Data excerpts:
----------
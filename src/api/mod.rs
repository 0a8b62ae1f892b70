//! HTTP surface of the catalog, built on `axum`.
//!
//! Handlers receive an [`AppState`] holding the [`Catalog`](crate::catalog::Catalog)
//! handle; there is no global state.

pub mod error;
pub mod handlers;
pub mod routes;
pub mod server;
pub mod state;

pub use error::ApiError;
pub use routes::create_router;
pub use server::{Server, ServerConfig};
pub use state::AppState;
//! Runtime configuration read from the environment.
//!
//! | Variable             | Default     |
//! |----------------------|-------------|
//! | `PIZZA_HOST`         | `127.0.0.1` |
//! | `PIZZA_PORT`         | `5555`      |
//! | `PIZZA_SEED`         | `true`      |
//! | `PIZZA_ACTOR_BUFFER` | `32`        |
//!
//! An unset variable takes its default; a set but malformed one is an error.

use crate::api::ServerConfig;
use thiserror::Error;

pub const DEFAULT_HOST: &str = "127.0.0.1";
pub const DEFAULT_PORT: u16 = 5555;
pub const DEFAULT_ACTOR_BUFFER: usize = 32;

#[derive(Debug, Clone, PartialEq, Eq, Error)]
pub enum ConfigError {
    #[error("{name}={value:?} is not a valid {expected}")]
    Invalid {
        name: &'static str,
        value: String,
        expected: &'static str,
    },
}

#[derive(Debug, Clone, PartialEq, Eq)]
pub struct AppConfig {
    pub host: String,
    pub port: u16,
    /// Insert the demo restaurants and pizzas at startup.
    pub seed: bool,
    /// Channel capacity of each actor. Never zero.
    pub actor_buffer: usize,
}

impl Default for AppConfig {
    fn default() -> Self {
        Self {
            host: DEFAULT_HOST.to_string(),
            port: DEFAULT_PORT,
            seed: true,
            actor_buffer: DEFAULT_ACTOR_BUFFER,
        }
    }
}

impl AppConfig {
    /// Reads the configuration from the process environment.
    ///
    /// Call once at startup.
    pub fn from_env() -> Result<Self, ConfigError> {
        Self::from_lookup(|name| std::env::var(name).ok())
    }

    /// Builds the configuration from any variable source.
    pub fn from_lookup(lookup: impl Fn(&str) -> Option<String>) -> Result<Self, ConfigError> {
        let defaults = Self::default();

        let host = lookup("PIZZA_HOST").unwrap_or(defaults.host);

        let port = match lookup("PIZZA_PORT") {
            Some(value) => value.trim().parse().map_err(|_| ConfigError::Invalid {
                name: "PIZZA_PORT",
                value,
                expected: "port number",
            })?,
            None => defaults.port,
        };

        let seed = match lookup("PIZZA_SEED") {
            Some(value) => parse_flag(&value).ok_or(ConfigError::Invalid {
                name: "PIZZA_SEED",
                value,
                expected: "boolean",
            })?,
            None => defaults.seed,
        };

        let actor_buffer = match lookup("PIZZA_ACTOR_BUFFER") {
            Some(value) => value
                .trim()
                .parse()
                .ok()
                .filter(|size: &usize| *size > 0)
                .ok_or(ConfigError::Invalid {
                    name: "PIZZA_ACTOR_BUFFER",
                    value,
                    expected: "positive buffer size",
                })?,
            None => defaults.actor_buffer,
        };

        Ok(Self {
            host,
            port,
            seed,
            actor_buffer,
        })
    }

    pub fn server_config(&self) -> ServerConfig {
        ServerConfig::new(self.host.clone(), self.port)
    }
}

fn parse_flag(value: &str) -> Option<bool> {
    match value.trim().to_ascii_lowercase().as_str() {
        "true" | "1" | "yes" => Some(true),
        "false" | "0" | "no" => Some(false),
        _ => None,
    }
}
//! # Pizza Catalog
//!
//! A small REST service over a catalog of restaurants, pizzas and the price at which
//! a restaurant offers a pizza.
//!
//! ## Design
//!
//! ### Resource-oriented actors
//! Each entity kind is owned by one [`ResourceActor`](framework::ResourceActor) running in
//! its own Tokio task. Messages are processed one at a time, so entity state needs no locks
//! and every create, delete or action is applied as a single unit.
//!
//! ### Restaurants own their associations
//! A [`RestaurantPizza`](model::RestaurantPizza) is stored inside its
//! [`Restaurant`](model::Restaurant). Adding one is a restaurant action that resolves the
//! pizza before inserting; deleting a restaurant drops its associations in the same message.
//!
//! ### Prices are checked once
//! [`Price`](model::Price) can only hold a value in `[1, 30]`, so anything past the
//! [`validation`] step carries an in-range price.
//!
//! ### Errors per layer
//! Each layer has its own `thiserror` enum ([`FrameworkError`](framework::FrameworkError),
//! [`RestaurantError`](restaurant_actor::RestaurantError), [`CatalogError`](catalog::CatalogError),
//! [`ApiError`](api::ApiError)) and converts the one below it.
//!
//! ## Module Tour
//!
//! - [`framework`] - generic actor, client, entity trait and test mocks
//! - [`model`] - `Restaurant`, `Pizza`, `RestaurantPizza` and their ids
//! - [`pizza_actor`], [`restaurant_actor`] - the two entity actors
//! - [`clients`] - typed clients wrapping the generic one
//! - [`catalog`] - the store contract used by the HTTP layer
//! - [`validation`] - checks on a submitted association
//! - [`serialization`] - response shapes
//! - [`api`] - axum router, handlers and server
//! - [`lifecycle`] - system startup/shutdown, configuration, tracing and seed data
//!
//! ## Running
//!
//! ```bash
//! RUST_LOG=info cargo run
//! curl localhost:5555/restaurants
//! ```

pub mod api;
pub mod catalog;
pub mod clients;
pub mod framework;
pub mod lifecycle;
pub mod model;
pub mod pizza_actor;
pub mod restaurant_actor;
pub mod serialization;
pub mod validation;
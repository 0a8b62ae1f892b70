//! # Mock Framework
//!
//! Utilities for testing code that talks to an actor without spawning the actor.
//!
//! Two styles are available:
//!
//! - **Channel helpers**: [`create_mock_client`] hands back a client and the receiver its
//!   requests land on. Helpers like [`expect_create`] or [`expect_action`] pull the next
//!   request so the test can assert on it and answer it.
//! - **Fluent expectations**: [`MockClient`] answers requests from a queue of expectations
//!   set up front, then [`MockClient::verify`] checks they were all consumed.
//!
//! | | MockClient | Real Actor |
//! |---|---|---|
//! | **State** | Canned responses | Real store |
//! | **Error Injection** | Easy (`return_err`) | Requires specific state |
//! | **Use Case** | Logic *around* a client | The actor itself or the full system |

use super::{ActorEntity, FrameworkError, ResourceClient, ResourceRequest};
use std::collections::VecDeque;
use std::sync::{Arc, Mutex, MutexGuard, PoisonError};
use tokio::sync::{mpsc, oneshot};

// =============================================================================
// EXPECTATION BUILDER API
// =============================================================================

/// An expected request and the response to give it.
///
/// Requests addressed to one resource carry the id they must name.
enum Expectation<T: ActorEntity> {
    Get {
        id: T::Id,
        response: Result<Option<T>, FrameworkError>,
    },
    List {
        response: Result<Vec<T>, FrameworkError>,
    },
    Create {
        response: Result<T::Id, FrameworkError>,
    },
    Delete {
        id: T::Id,
        response: Result<(), FrameworkError>,
    },
    Action {
        id: T::Id,
        response: Result<T::ActionResult, FrameworkError>,
    },
}

impl<T: ActorEntity> Expectation<T> {
    fn kind(&self) -> &'static str {
        match self {
            Expectation::Get { .. } => "get",
            Expectation::List { .. } => "list",
            Expectation::Create { .. } => "create",
            Expectation::Delete { .. } => "delete",
            Expectation::Action { .. } => "action",
        }
    }
}

fn request_kind<T: ActorEntity>(request: &ResourceRequest<T>) -> &'static str {
    match request {
        ResourceRequest::Get { .. } => "get",
        ResourceRequest::List { .. } => "list",
        ResourceRequest::Create { .. } => "create",
        ResourceRequest::Delete { .. } => "delete",
        ResourceRequest::Action { .. } => "action",
    }
}

type ExpectationQueue<T> = Arc<Mutex<VecDeque<Expectation<T>>>>;
type Mismatches = Arc<Mutex<Vec<String>>>;

// A panicking test must not hide the queue from `verify`.
fn lock<V>(shared: &Mutex<V>) -> MutexGuard<'_, V> {
    shared.lock().unwrap_or_else(PoisonError::into_inner)
}

fn check_id<Id: PartialEq + std::fmt::Debug>(
    kind: &str,
    expected: &Id,
    actual: &Id,
) -> Result<(), String> {
    if expected == actual {
        Ok(())
    } else {
        Err(format!("{kind} expected id {expected:?}, got {actual:?}"))
    }
}

/// Answers one request from the expectation at the front of the queue.
///
/// On a mismatch the responder is dropped unanswered, so the caller sees `ActorDropped`.
fn answer<T: ActorEntity>(
    request: ResourceRequest<T>,
    expectation: Option<Expectation<T>>,
) -> Result<(), String> {
    match (request, expectation) {
        (
            ResourceRequest::Get { id, respond_to },
            Some(Expectation::Get { id: expected, response }),
        ) => {
            check_id("get", &expected, &id)?;
            let _ = respond_to.send(response);
        }
        (ResourceRequest::List { respond_to }, Some(Expectation::List { response })) => {
            let _ = respond_to.send(response);
        }
        (ResourceRequest::Create { respond_to, .. }, Some(Expectation::Create { response })) => {
            let _ = respond_to.send(response);
        }
        (
            ResourceRequest::Delete { id, respond_to },
            Some(Expectation::Delete { id: expected, response }),
        ) => {
            check_id("delete", &expected, &id)?;
            let _ = respond_to.send(response);
        }
        (
            ResourceRequest::Action { id, respond_to, .. },
            Some(Expectation::Action { id: expected, response }),
        ) => {
            check_id("action", &expected, &id)?;
            let _ = respond_to.send(response);
        }
        (request, Some(expectation)) => {
            return Err(format!(
                "expected {} request, got {}",
                expectation.kind(),
                request_kind(&request)
            ));
        }
        (request, None) => {
            return Err(format!("unexpected {} request", request_kind(&request)));
        }
    }
    Ok(())
}

/// A mock client with expectation tracking for fluent testing.
///
/// Expectations are consumed in the order they were declared. A request whose kind or id
/// does not match the next expectation is left unanswered, so the caller gets
/// `ActorDropped`, and the mismatch is reported by [`MockClient::verify`].
///
/// # Example
/// ```
/// use pizza_catalog::framework::mock::MockClient;
/// use pizza_catalog::model::{Pizza, PizzaId};
///
/// #[tokio::main]
/// async fn main() {
///     let mut mock = MockClient::<Pizza>::new();
///     mock.expect_get(PizzaId(1)).return_ok(Some(Pizza::new(PizzaId(1), "Emma", "Dough, Cheese")));
///
///     let client = mock.client();
///     let pizza = client.get(PizzaId(1)).await.unwrap().unwrap();
///     assert_eq!(pizza.name, "Emma");
///
///     mock.verify();
/// }
/// ```
pub struct MockClient<T: ActorEntity> {
    client: ResourceClient<T>,
    expectations: ExpectationQueue<T>,
    mismatches: Mismatches,
    _handle: tokio::task::JoinHandle<()>,
}

impl<T: ActorEntity> MockClient<T> {
    /// Creates a new mock client with no expectations.
    ///
    /// Must be called from within a Tokio runtime.
    pub fn new() -> Self {
        let (sender, mut receiver) = mpsc::channel::<ResourceRequest<T>>(100);
        let expectations: ExpectationQueue<T> = Arc::new(Mutex::new(VecDeque::new()));
        let mismatches: Mismatches = Arc::new(Mutex::new(Vec::new()));
        let queue = expectations.clone();
        let failed = mismatches.clone();

        let handle = tokio::spawn(async move {
            while let Some(request) = receiver.recv().await {
                let expectation = lock(&queue).pop_front();
                if let Err(mismatch) = answer(request, expectation) {
                    lock(&failed).push(mismatch);
                }
            }
        });

        Self {
            client: ResourceClient::new(sender),
            expectations,
            mismatches,
            _handle: handle,
        }
    }

    /// Returns the client for use in tests.
    pub fn client(&self) -> ResourceClient<T> {
        self.client.clone()
    }

    /// Expects a `get` of `id`.
    pub fn expect_get(&mut self, id: T::Id) -> ExpectationBuilder<T, Option<T>> {
        ExpectationBuilder::new(&self.expectations, move |response| {
            Expectation::Get { id, response }
        })
    }

    /// Expects a `list` operation.
    pub fn expect_list(&mut self) -> ExpectationBuilder<T, Vec<T>> {
        ExpectationBuilder::new(&self.expectations, |response| Expectation::List { response })
    }

    /// Expects a `create` operation.
    pub fn expect_create(&mut self) -> ExpectationBuilder<T, T::Id> {
        ExpectationBuilder::new(&self.expectations, |response| Expectation::Create { response })
    }

    /// Expects a `delete` of `id`.
    pub fn expect_delete(&mut self, id: T::Id) -> ExpectationBuilder<T, ()> {
        ExpectationBuilder::new(&self.expectations, move |response| {
            Expectation::Delete { id, response }
        })
    }

    /// Expects an action against `id`.
    pub fn expect_action(&mut self, id: T::Id) -> ExpectationBuilder<T, T::ActionResult> {
        ExpectationBuilder::new(&self.expectations, move |response| {
            Expectation::Action { id, response }
        })
    }

    /// Verifies that every request matched and all expectations were met.
    pub fn verify(&self) {
        let mismatches = lock(&self.mismatches);
        if !mismatches.is_empty() {
            panic!("Mismatched requests: {}", mismatches.join("; "));
        }
        let remaining = lock(&self.expectations).len();
        if remaining > 0 {
            panic!("Not all expectations were met. {} remaining", remaining);
        }
    }
}

impl<T: ActorEntity> Default for MockClient<T> {
    fn default() -> Self {
        Self::new()
    }
}

type Wrap<T, R> = Box<dyn FnOnce(Result<R, FrameworkError>) -> Expectation<T> + Send>;

/// Builder that completes an expectation with its response.
pub struct ExpectationBuilder<T: ActorEntity, R> {
    expectations: ExpectationQueue<T>,
    wrap: Wrap<T, R>,
}

impl<T: ActorEntity, R> ExpectationBuilder<T, R> {
    fn new(
        expectations: &ExpectationQueue<T>,
        wrap: impl FnOnce(Result<R, FrameworkError>) -> Expectation<T> + Send + 'static,
    ) -> Self {
        Self {
            expectations: expectations.clone(),
            wrap: Box::new(wrap),
        }
    }

    /// Sets the expectation to return a successful result.
    pub fn return_ok(self, value: R) {
        lock(&self.expectations).push_back((self.wrap)(Ok(value)));
    }

    /// Sets the expectation to return an error.
    pub fn return_err(self, error: FrameworkError) {
        lock(&self.expectations).push_back((self.wrap)(Err(error)));
    }
}

// =============================================================================
// CHANNEL HELPERS
// =============================================================================

/// Creates a client and the receiver its requests arrive on.
///
/// The test plays the part of the actor: it reads requests from `receiver`, asserts on
/// them and answers through the embedded `respond_to` channel.
pub fn create_mock_client<T: ActorEntity>(
    buffer_size: usize,
) -> (ResourceClient<T>, mpsc::Receiver<ResourceRequest<T>>) {
    let (sender, receiver) = mpsc::channel(buffer_size);
    (ResourceClient::new(sender), receiver)
}

/// Helper to verify that the next message is a Create request
pub async fn expect_create<T: ActorEntity>(
    receiver: &mut mpsc::Receiver<ResourceRequest<T>>,
) -> Option<(T::Create, oneshot::Sender<Result<T::Id, FrameworkError>>)> {
    match receiver.recv().await {
        Some(ResourceRequest::Create { params, respond_to }) => Some((params, respond_to)),
        _ => None,
    }
}

/// Helper to verify that the next message is a Get request
pub async fn expect_get<T: ActorEntity>(
    receiver: &mut mpsc::Receiver<ResourceRequest<T>>,
) -> Option<(T::Id, oneshot::Sender<Result<Option<T>, FrameworkError>>)> {
    match receiver.recv().await {
        Some(ResourceRequest::Get { id, respond_to }) => Some((id, respond_to)),
        _ => None,
    }
}

/// Helper to verify that the next message is a List request
pub async fn expect_list<T: ActorEntity>(
    receiver: &mut mpsc::Receiver<ResourceRequest<T>>,
) -> Option<oneshot::Sender<Result<Vec<T>, FrameworkError>>> {
    match receiver.recv().await {
        Some(ResourceRequest::List { respond_to }) => Some(respond_to),
        _ => None,
    }
}

/// Helper to verify that the next message is an Action request
pub async fn expect_action<T: ActorEntity>(
    receiver: &mut mpsc::Receiver<ResourceRequest<T>>,
) -> Option<(
    T::Id,
    T::Action,
    oneshot::Sender<Result<T::ActionResult, FrameworkError>>,
)> {
    match receiver.recv().await {
        Some(ResourceRequest::Action {
            id,
            action,
            respond_to,
        }) => Some((id, action, respond_to)),
        _ => None,
    }
}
----------
▶ _Exercise details_
From the records above, print only the lines between the one holding "with its response." and the one holding "return an error.", inclusive, exactly as they stand.

▶ _Output of the exercise_
/// Builder that completes an expectation with its response.
pub struct ExpectationBuilder<T: ActorEntity, R> {
    expectations: ExpectationQueue<T>,
    wrap: Wrap<T, R>,
}

impl<T: ActorEntity, R> ExpectationBuilder<T, R> {
    fn new(
        expectations: &ExpectationQueue<T>,
        wrap: impl FnOnce(Result<R, FrameworkError>) -> Expectation<T> + Send + 'static,
    ) -> Self {
        Self {
            expectations: expectations.clone(),
            wrap: Box::new(wrap),
        }
    }

    /// Sets the expectation to return a successful result.
    pub fn return_ok(self, value: R) {
        lock(&self.expectations).push_back((self.wrap)(Ok(value)));
    }

    /// Sets the expectation to return an error.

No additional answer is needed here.